### [YOUR TASK]
Wherever a line of the data contains "CreateClass", copy that line.

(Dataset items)
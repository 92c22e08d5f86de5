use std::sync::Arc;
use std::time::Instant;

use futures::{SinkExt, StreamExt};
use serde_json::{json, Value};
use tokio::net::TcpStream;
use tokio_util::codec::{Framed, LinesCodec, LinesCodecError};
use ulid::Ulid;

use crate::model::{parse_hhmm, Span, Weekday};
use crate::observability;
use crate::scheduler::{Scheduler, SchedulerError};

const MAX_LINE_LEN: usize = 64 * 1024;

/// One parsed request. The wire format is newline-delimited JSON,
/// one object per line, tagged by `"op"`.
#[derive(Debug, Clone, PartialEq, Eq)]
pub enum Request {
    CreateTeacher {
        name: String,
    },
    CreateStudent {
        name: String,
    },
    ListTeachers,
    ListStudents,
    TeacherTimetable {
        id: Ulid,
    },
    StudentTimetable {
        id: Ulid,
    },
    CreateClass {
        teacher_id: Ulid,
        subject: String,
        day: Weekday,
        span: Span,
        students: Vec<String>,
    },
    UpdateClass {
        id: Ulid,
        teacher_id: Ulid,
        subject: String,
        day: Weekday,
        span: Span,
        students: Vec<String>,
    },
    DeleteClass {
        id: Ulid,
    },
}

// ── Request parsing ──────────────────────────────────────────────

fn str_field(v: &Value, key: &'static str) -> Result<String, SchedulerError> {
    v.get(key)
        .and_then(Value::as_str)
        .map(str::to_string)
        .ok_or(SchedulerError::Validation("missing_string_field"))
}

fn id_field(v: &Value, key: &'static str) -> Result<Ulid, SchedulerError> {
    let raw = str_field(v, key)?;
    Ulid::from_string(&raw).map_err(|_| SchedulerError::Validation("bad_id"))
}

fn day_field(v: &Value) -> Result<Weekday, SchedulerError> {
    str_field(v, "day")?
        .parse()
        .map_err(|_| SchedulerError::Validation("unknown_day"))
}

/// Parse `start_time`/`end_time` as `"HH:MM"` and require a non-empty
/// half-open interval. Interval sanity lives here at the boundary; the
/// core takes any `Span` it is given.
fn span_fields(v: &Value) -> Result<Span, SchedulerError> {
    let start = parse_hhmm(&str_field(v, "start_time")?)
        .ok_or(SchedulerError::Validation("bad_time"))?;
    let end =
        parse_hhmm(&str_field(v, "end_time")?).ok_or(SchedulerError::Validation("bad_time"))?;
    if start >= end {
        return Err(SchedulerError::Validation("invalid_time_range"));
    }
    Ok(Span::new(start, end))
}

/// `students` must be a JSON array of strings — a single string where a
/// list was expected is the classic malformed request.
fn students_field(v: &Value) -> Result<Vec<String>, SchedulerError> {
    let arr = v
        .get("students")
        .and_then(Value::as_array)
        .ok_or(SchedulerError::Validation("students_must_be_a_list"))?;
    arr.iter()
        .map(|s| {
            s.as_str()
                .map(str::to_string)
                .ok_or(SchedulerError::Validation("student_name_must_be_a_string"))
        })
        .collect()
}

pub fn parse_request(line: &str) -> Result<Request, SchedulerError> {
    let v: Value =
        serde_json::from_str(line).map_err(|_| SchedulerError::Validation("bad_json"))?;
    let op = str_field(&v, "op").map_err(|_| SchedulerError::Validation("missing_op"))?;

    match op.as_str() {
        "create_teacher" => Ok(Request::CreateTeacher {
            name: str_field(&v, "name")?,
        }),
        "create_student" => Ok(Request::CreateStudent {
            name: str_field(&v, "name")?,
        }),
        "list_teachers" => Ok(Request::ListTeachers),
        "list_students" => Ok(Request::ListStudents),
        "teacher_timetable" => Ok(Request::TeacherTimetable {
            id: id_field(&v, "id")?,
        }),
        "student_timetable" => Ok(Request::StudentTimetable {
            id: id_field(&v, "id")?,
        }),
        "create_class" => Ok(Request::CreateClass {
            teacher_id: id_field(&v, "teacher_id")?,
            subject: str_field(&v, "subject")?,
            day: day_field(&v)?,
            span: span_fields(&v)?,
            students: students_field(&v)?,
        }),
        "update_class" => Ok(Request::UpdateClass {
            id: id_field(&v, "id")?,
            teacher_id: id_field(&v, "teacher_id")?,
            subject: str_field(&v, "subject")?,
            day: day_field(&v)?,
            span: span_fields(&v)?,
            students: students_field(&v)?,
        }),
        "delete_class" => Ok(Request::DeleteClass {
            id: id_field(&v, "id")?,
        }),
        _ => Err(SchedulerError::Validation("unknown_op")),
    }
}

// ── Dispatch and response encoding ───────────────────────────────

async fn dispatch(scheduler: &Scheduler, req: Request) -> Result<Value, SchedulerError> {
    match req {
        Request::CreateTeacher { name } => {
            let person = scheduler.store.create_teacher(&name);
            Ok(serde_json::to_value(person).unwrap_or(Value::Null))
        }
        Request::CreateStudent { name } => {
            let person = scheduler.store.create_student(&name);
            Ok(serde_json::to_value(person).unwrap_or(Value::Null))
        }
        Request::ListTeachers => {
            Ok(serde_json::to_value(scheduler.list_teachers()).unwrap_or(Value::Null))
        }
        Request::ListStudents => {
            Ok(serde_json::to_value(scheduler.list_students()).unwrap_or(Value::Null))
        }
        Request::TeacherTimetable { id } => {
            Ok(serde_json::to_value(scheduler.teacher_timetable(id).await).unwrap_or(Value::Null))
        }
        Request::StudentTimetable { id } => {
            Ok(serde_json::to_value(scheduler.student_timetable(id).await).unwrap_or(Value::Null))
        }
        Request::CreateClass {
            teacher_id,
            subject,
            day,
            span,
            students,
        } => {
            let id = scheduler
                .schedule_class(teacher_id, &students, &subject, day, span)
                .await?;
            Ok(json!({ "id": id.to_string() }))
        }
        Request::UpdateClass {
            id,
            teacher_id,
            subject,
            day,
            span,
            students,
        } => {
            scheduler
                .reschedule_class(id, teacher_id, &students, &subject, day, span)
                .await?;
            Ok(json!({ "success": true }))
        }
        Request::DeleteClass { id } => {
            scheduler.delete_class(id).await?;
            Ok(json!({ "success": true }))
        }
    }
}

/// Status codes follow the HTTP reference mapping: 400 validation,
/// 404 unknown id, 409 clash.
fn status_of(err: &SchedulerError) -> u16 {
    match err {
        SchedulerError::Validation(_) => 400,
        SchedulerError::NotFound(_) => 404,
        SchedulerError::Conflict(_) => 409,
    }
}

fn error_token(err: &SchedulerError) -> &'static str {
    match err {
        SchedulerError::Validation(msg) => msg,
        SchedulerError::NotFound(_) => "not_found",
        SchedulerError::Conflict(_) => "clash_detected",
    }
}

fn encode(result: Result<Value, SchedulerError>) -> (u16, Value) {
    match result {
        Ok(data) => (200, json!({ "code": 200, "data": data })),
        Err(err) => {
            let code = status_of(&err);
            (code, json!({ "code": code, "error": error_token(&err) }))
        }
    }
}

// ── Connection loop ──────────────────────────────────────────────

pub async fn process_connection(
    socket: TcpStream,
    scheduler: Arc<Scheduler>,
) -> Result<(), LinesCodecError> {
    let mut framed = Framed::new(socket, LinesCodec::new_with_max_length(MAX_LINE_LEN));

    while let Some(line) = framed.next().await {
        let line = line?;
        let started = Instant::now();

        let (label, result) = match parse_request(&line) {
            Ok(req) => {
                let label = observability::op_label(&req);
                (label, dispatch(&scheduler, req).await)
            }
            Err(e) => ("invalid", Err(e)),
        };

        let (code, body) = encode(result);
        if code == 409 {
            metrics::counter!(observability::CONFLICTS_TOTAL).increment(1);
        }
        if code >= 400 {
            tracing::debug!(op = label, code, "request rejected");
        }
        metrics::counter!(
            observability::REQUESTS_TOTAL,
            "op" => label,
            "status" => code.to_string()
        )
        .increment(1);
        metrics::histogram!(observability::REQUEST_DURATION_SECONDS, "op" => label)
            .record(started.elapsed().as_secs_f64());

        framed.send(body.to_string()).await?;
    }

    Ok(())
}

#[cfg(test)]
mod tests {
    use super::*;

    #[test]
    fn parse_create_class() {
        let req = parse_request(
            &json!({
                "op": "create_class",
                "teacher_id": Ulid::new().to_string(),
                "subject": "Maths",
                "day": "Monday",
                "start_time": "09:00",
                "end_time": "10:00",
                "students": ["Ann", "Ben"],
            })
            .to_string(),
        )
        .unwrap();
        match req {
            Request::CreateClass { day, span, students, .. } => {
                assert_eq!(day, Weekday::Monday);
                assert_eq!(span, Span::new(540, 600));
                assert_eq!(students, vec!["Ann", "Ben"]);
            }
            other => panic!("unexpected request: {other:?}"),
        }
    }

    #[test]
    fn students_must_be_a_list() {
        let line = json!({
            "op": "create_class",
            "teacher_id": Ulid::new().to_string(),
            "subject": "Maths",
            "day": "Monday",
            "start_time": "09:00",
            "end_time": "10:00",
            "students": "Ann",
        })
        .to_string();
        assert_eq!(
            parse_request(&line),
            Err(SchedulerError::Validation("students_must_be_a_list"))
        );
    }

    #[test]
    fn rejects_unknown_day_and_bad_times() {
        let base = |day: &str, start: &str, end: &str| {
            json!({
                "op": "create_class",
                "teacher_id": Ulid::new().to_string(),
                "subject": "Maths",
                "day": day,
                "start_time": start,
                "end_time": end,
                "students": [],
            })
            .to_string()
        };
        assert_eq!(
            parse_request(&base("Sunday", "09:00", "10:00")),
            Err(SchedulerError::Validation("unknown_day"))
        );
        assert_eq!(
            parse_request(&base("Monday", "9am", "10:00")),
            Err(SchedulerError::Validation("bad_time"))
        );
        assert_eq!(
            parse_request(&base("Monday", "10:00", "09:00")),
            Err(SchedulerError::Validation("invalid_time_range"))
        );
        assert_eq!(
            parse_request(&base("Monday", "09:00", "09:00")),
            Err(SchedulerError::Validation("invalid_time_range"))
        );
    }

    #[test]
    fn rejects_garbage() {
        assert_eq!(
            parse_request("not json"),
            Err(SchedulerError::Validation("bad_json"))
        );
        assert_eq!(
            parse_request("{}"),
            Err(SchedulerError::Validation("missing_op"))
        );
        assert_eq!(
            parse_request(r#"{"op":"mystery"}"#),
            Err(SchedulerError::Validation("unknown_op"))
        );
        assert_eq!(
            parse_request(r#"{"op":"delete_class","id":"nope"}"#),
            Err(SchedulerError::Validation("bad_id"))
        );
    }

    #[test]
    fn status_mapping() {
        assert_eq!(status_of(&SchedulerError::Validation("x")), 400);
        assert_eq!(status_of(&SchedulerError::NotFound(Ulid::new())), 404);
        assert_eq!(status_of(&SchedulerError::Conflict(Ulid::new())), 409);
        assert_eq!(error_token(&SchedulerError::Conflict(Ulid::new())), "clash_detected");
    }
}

### [REPLY TO THE EXERCISE]
    CreateClass {
        "create_class" => Ok(Request::CreateClass {
        Request::CreateClass {
            Request::CreateClass { day, span, students, .. } => {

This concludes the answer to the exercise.